Data entries
■ ■ ■ ■ ■

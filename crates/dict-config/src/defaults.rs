//! Built-in values used when no configuration layer sets a field.

use crate::endpoint::ServerEndpoint;
use crate::logging::LogFormat;

/// Well-known TCP port for the DICT protocol.
pub const DEFAULT_PORT: u16 = 2628;

/// Public server queried when no server is configured.
pub const DEFAULT_HOST: &str = "dict.org";

/// Default log filter expression used by the binary.
pub const DEFAULT_LOG_FILTER: &str = "warn";

/// Default log filter expression used by the binary.
#[must_use]
pub const fn default_log_filter() -> &'static str {
    DEFAULT_LOG_FILTER
}

/// Owned log filter value used where allocation is required (e.g. serde).
#[must_use]
pub fn default_log_filter_string() -> String {
    DEFAULT_LOG_FILTER.to_owned()
}

/// Default logging format for the binary.
#[must_use]
pub const fn default_log_format() -> LogFormat {
    LogFormat::Compact
}

/// Server queried when neither flags, environment nor file name one.
#[must_use]
pub fn default_server() -> ServerEndpoint {
    ServerEndpoint::new(DEFAULT_HOST, DEFAULT_PORT)
}
//! Runs a parsed lookup against an open connection.

use std::io::{Read, Write};

use dict_client::{Database, Definition, DictError, DictionaryConnection, MatchingStrategy};
use serde::Serialize;

use crate::cli::LookupCommand;

/// Result of one lookup, ready for rendering.
#[derive(Debug, Clone, PartialEq, Eq, Serialize)]
#[serde(tag = "kind", rename_all = "snake_case")]
pub(crate) enum LookupOutcome {
    /// Selectable databases: the `*` and `!` choices, then the catalogue.
    Databases { databases: Vec<Database> },
    /// Strategies in server order.
    Strategies { strategies: Vec<MatchingStrategy> },
    /// Definitions of `word` in server order.
    Definitions {
        word: String,
        definitions: Vec<Definition>,
    },
    /// Words matching `word`.
    Matches { word: String, matches: Vec<String> },
}

impl LookupCommand {
    /// Performs the lookup on `connection`.
    pub(crate) fn execute<S>(
        &self,
        connection: &mut DictionaryConnection<S>,
    ) -> Result<LookupOutcome, DictError>
    where
        S: Read + Write,
    {
        match self {
            Self::Databases => {
                let mut databases = vec![Database::all(), Database::first_match()];
                databases.extend(connection.database_list()?);
                Ok(LookupOutcome::Databases { databases })
            }
            Self::Strategies => Ok(LookupOutcome::Strategies {
                strategies: connection.strategy_list()?,
            }),
            Self::Define { word, database } => Ok(LookupOutcome::Definitions {
                definitions: connection.definitions(word, &Database::named(database))?,
                word: word.clone(),
            }),
            Self::Match {
                word,
                strategy,
                database,
            } => Ok(LookupOutcome::Matches {
                matches: connection.match_list(
                    word,
                    &MatchingStrategy::new(strategy.as_str(), ""),
                    &Database::named(database),
                )?,
                word: word.clone(),
            }),
        }
    }
}
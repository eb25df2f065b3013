//! The DICT protocol connection.
//!
//! A [`DictionaryConnection`] owns one stream to a server and runs every
//! exchange on it synchronously: write one command line, read the opening
//! status, read the body it announces, then read the completion status.
//! Requests take `&mut self`, so the borrow checker serialises access to the
//! stream; share a connection between threads by wrapping it in a `Mutex`.
//!
//! A failure raised before any body line was read (for example a `500`
//! reply) leaves the connection usable. A failure raised while a body was
//! being read may leave unread lines on the stream, and later exchanges on
//! the same connection can then misparse; reconnect after such failures.

mod catalogue;

use std::collections::HashSet;
use std::fmt;
use std::hash::Hash;
use std::io::{BufRead, BufReader, Read, Write};
use std::net::TcpStream;

use dict_config::ServerEndpoint;
use tracing::{debug, trace, warn};

use self::catalogue::Catalogue;
use crate::atoms::{quote_atom, split_atoms};
use crate::error::DictError;
use crate::model::{Database, Definition, DefinitionBuilder, MatchingStrategy};
use crate::reply::{Disposition, Exchange, disposition};
use crate::status::Status;
use crate::transport;

/// Tracing target for protocol traffic.
pub const CONNECTION_TARGET: &str = "dict_client::connection";

const BODY_TERMINATOR: &str = ".";
const LINE_ENDING: &[u8] = b"\r\n";

/// Lifecycle of a [`DictionaryConnection`].
#[derive(Debug, Clone, Copy, PartialEq, Eq)]
pub enum ConnectionState {
    /// The banner has not been accepted yet.
    Connecting,
    /// Requests may be issued.
    Ready,
    /// The connection was closed or the stream ended.
    Closed,
}

impl fmt::Display for ConnectionState {
    fn fmt(&self, formatter: &mut fmt::Formatter<'_>) -> fmt::Result {
        let label = match self {
            Self::Connecting => "connecting",
            Self::Ready => "ready",
            Self::Closed => "closed",
        };
        formatter.write_str(label)
    }
}

/// A client connection to a DICT server.
pub struct DictionaryConnection<S: Read + Write> {
    stream: Option<BufReader<S>>,
    state: ConnectionState,
    banner: String,
    catalogue: Catalogue,
}

impl DictionaryConnection<TcpStream> {
    /// Connects to `endpoint` over TCP and completes the banner handshake.
    ///
    /// # Errors
    ///
    /// Returns [`DictError::ConnectionFailed`] when the host cannot be
    /// resolved or reached, and the errors of [`Self::handshake`] when the
    /// server's greeting is unacceptable.
    pub fn connect(endpoint: &ServerEndpoint) -> Result<Self, DictError> {
        debug!(target: CONNECTION_TARGET, %endpoint, "connecting to DICT server");
        let stream = transport::connect(endpoint)?;
        Self::handshake(stream)
    }
}

impl<S: Read + Write> DictionaryConnection<S> {
    /// Reads the server banner from an already-open stream.
    ///
    /// The stream is dropped, and thereby closed, when the banner is not a
    /// success reply.
    ///
    /// # Errors
    ///
    /// Returns [`DictError::Protocol`] for a non-success banner,
    /// [`DictError::MalformedStatus`] for an unparsable one and
    /// [`DictError::ConnectionClosed`] when the stream ends first.
    pub fn handshake(stream: S) -> Result<Self, DictError> {
        let mut connection = Self {
            stream: Some(BufReader::new(stream)),
            state: ConnectionState::Connecting,
            banner: String::new(),
            catalogue: Catalogue::default(),
        };

        let banner = connection.read_status()?;
        if disposition(Exchange::Banner, &banner) != Disposition::Proceed {
            connection.release();
            return Err(protocol_error(banner));
        }

        debug!(target: CONNECTION_TARGET, banner = banner.detail(), "handshake complete");
        connection.banner = banner.into_detail();
        connection.state = ConnectionState::Ready;
        Ok(connection)
    }

    /// Current lifecycle state.
    #[must_use]
    pub const fn state(&self) -> ConnectionState {
        self.state
    }

    /// Detail text of the server's greeting.
    #[must_use]
    pub fn banner(&self) -> &str {
        &self.banner
    }

    /// Lists the server's databases.
    ///
    /// The first successful call fills the connection's catalogue; later
    /// calls answer from it without contacting the server.
    ///
    /// # Errors
    ///
    /// Fails with [`DictError::IllegalState`] unless the connection is ready,
    /// and with the protocol and stream errors of the exchange otherwise.
    pub fn database_list(&mut self) -> Result<Vec<Database>, DictError> {
        self.ensure_ready()?;
        self.populate_catalogue()?;
        Ok(self.catalogue.databases().to_vec())
    }

    /// Lists the server's matching strategies in the order it sent them.
    ///
    /// # Errors
    ///
    /// Fails with [`DictError::IllegalState`] unless the connection is ready,
    /// and with the protocol and stream errors of the exchange otherwise.
    pub fn strategy_list(&mut self) -> Result<Vec<MatchingStrategy>, DictError> {
        self.ensure_ready()?;
        let rows = self.list("show strat", Exchange::ShowStrategies)?;
        Ok(first_seen(rows.into_iter().map(|(name, description)| {
            MatchingStrategy::new(name, description)
        })))
    }

    /// Finds words in `database` that match `word` under `strategy`.
    ///
    /// Words come back in server order with repeats removed; the database
    /// each match came from is discarded.
    ///
    /// # Errors
    ///
    /// Fails with [`DictError::IllegalState`] unless the connection is ready,
    /// and with the protocol and stream errors of the exchange otherwise.
    pub fn match_list(
        &mut self,
        word: &str,
        strategy: &MatchingStrategy,
        database: &Database,
    ) -> Result<Vec<String>, DictError> {
        self.ensure_ready()?;
        let command = format!(
            "match {} {} {}",
            quote_atom(database.name()),
            quote_atom(strategy.name()),
            quote_atom(word)
        );
        let rows = self.list(&command, Exchange::Match)?;
        Ok(first_seen(rows.into_iter().map(|(_, matched)| matched)))
    }

    /// Retrieves every definition of `word` in `database`.
    ///
    /// The database catalogue is loaded first when it is still empty, since
    /// each definition names its database and is resolved against it.
    ///
    /// # Errors
    ///
    /// Fails with [`DictError::IllegalState`] unless the connection is ready,
    /// with [`DictError::UnknownDatabase`] when a definition names a database
    /// outside the catalogue, and with the protocol and stream errors of the
    /// exchange otherwise. No definitions are returned on failure.
    pub fn definitions(
        &mut self,
        word: &str,
        database: &Database,
    ) -> Result<Vec<Definition>, DictError> {
        self.ensure_ready()?;
        self.populate_catalogue()?;

        let command = format!("define {} {}", quote_atom(database.name()), quote_atom(word));
        self.send(&command)?;
        let opening = self.read_status()?;
        match disposition(Exchange::Define, &opening) {
            Disposition::Proceed => {}
            Disposition::EmptyResult => return Ok(Vec::new()),
            Disposition::Fail => return Err(protocol_error(opening)),
        }

        let count = definition_count(&opening)?;
        let mut definitions = Vec::new();
        for _ in 0..count {
            definitions.push(self.read_definition()?);
        }
        self.read_completion()?;
        Ok(definitions)
    }

    /// Sends `quit` and releases the stream.
    ///
    /// Failures are logged and discarded. Closing an already closed
    /// connection does nothing.
    pub fn close(&mut self) {
        if self.state != ConnectionState::Ready {
            return;
        }
        if let Some(stream) = self.stream.as_mut() {
            let outcome = stream
                .get_mut()
                .write_all(b"quit\r\n")
                .and_then(|()| stream.get_mut().flush());
            match outcome {
                Ok(()) => debug!(target: CONNECTION_TARGET, "sent quit"),
                Err(error) => {
                    warn!(target: CONNECTION_TARGET, %error, "failed to send quit");
                }
            }
        }
        self.release();
    }

    fn populate_catalogue(&mut self) -> Result<(), DictError> {
        if !self.catalogue.is_empty() {
            trace!(target: CONNECTION_TARGET, "database catalogue served from cache");
            return Ok(());
        }
        let rows = self.list("show db", Exchange::ShowDatabases)?;
        for (name, description) in rows {
            self.catalogue.insert(Database::new(name, description));
        }
        Ok(())
    }

    /// Runs a listing exchange and returns the first two atoms of each row.
    fn list(
        &mut self,
        command: &str,
        exchange: Exchange,
    ) -> Result<Vec<(String, String)>, DictError> {
        self.send(command)?;
        let opening = self.read_status()?;
        match disposition(exchange, &opening) {
            Disposition::Proceed => {}
            Disposition::EmptyResult => return Ok(Vec::new()),
            Disposition::Fail => return Err(protocol_error(opening)),
        }

        let mut rows = Vec::new();
        loop {
            let line = self.read_line()?;
            if line == BODY_TERMINATOR {
                break;
            }
            rows.push(leading_pair(line)?);
        }
        self.read_completion()?;
        Ok(rows)
    }

    fn read_definition(&mut self) -> Result<Definition, DictError> {
        let header = self.read_status()?;
        if disposition(Exchange::DefinitionBlock, &header) != Disposition::Proceed {
            return Err(protocol_error(header));
        }

        let (word, database_name) = leading_pair(header.into_detail())?;
        let database = self
            .catalogue
            .get(&database_name)
            .cloned()
            .ok_or(DictError::UnknownDatabase {
                name: database_name,
            })?;

        let mut definition = DefinitionBuilder::new(word, database);
        loop {
            let line = self.read_line()?;
            if line == BODY_TERMINATOR {
                break;
            }
            trace!(target: CONNECTION_TARGET, line = %line, "definition body line");
            definition.push_line(&line);
        }
        Ok(definition.seal())
    }

    fn read_completion(&mut self) -> Result<(), DictError> {
        let completion = self.read_status()?;
        match disposition(Exchange::Completion, &completion) {
            Disposition::Proceed => Ok(()),
            Disposition::EmptyResult | Disposition::Fail => Err(protocol_error(completion)),
        }
    }

    fn ensure_ready(&self) -> Result<(), DictError> {
        match self.state {
            ConnectionState::Ready => Ok(()),
            state => Err(DictError::IllegalState { state }),
        }
    }

    fn send(&mut self, command: &str) -> Result<(), DictError> {
        debug!(target: CONNECTION_TARGET, command, "sending command");
        let stream = self.stream_mut()?.get_mut();
        let outcome = stream
            .write_all(command.as_bytes())
            .and_then(|()| stream.write_all(LINE_ENDING))
            .and_then(|()| stream.flush());
        outcome.map_err(|error| self.stream_lost(Some(error)))
    }

    fn read_status(&mut self) -> Result<Status, DictError> {
        let line = self.read_line()?;
        let status = Status::parse(&line)?;
        debug!(
            target: CONNECTION_TARGET,
            code = status.code(),
            detail = status.detail(),
            "received status"
        );
        Ok(status)
    }

    /// Reads one line without its terminator. Invalid UTF-8 is replaced
    /// rather than rejected so dictionary text always passes through.
    fn read_line(&mut self) -> Result<String, DictError> {
        let mut buffer = Vec::new();
        let read = self
            .stream_mut()?
            .read_until(b'\n', &mut buffer)
            .map_err(Some);
        match read {
            Ok(0) => Err(self.stream_lost(None)),
            Ok(_) => {
                if buffer.last() == Some(&b'\n') {
                    buffer.pop();
                }
                if buffer.last() == Some(&b'\r') {
                    buffer.pop();
                }
                Ok(String::from_utf8_lossy(&buffer).into_owned())
            }
            Err(error) => Err(self.stream_lost(error)),
        }
    }

    fn stream_mut(&mut self) -> Result<&mut BufReader<S>, DictError> {
        let state = self.state;
        self.stream
            .as_mut()
            .ok_or(DictError::IllegalState { state })
    }

    fn stream_lost(&mut self, source: Option<std::io::Error>) -> DictError {
        warn!(
            target: CONNECTION_TARGET,
            error = ?source,
            "stream ended during exchange"
        );
        self.release();
        DictError::ConnectionClosed { source }
    }

    fn release(&mut self) {
        self.stream = None;
        self.state = ConnectionState::Closed;
    }
}

impl<S: Read + Write> Drop for DictionaryConnection<S> {
    fn drop(&mut self) {
        self.close();
    }
}

impl<S: Read + Write> fmt::Debug for DictionaryConnection<S> {
    fn fmt(&self, formatter: &mut fmt::Formatter<'_>) -> fmt::Result {
        formatter
            .debug_struct("DictionaryConnection")
            .field("state", &self.state)
            .field("banner", &self.banner)
            .field("cached_databases", &self.catalogue.databases().len())
            .finish_non_exhaustive()
    }
}

fn protocol_error(status: Status) -> DictError {
    DictError::Protocol {
        code: status.code(),
        detail: status.into_detail(),
    }
}

fn definition_count(opening: &Status) -> Result<usize, DictError> {
    opening
        .detail()
        .split_whitespace()
        .next()
        .and_then(|token| token.parse::<usize>().ok())
        .ok_or_else(|| DictError::MalformedStatus {
            line: opening.to_string(),
        })
}

/// Splits `line` into atoms and keeps the first two.
fn leading_pair(line: String) -> Result<(String, String), DictError> {
    let mut atoms = split_atoms(&line).into_iter();
    match (atoms.next(), atoms.next()) {
        (Some(first), Some(second)) => Ok((first, second)),
        _ => Err(DictError::MalformedLine { line }),
    }
}

/// Keeps the first occurrence of each item, preserving order.
fn first_seen<T>(items: impl IntoIterator<Item = T>) -> Vec<T>
where
    T: Eq + Hash + Clone,
{
    let mut seen = HashSet::new();
    items
        .into_iter()
        .filter(|item| seen.insert(item.clone()))
        .collect()
}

■ ■ ■ ■ ■

— Requirement —
Go line by line through the records above and copy each one containing "TcpStream".

— Answer section —
use std::net::TcpStream;
impl DictionaryConnection<TcpStream> {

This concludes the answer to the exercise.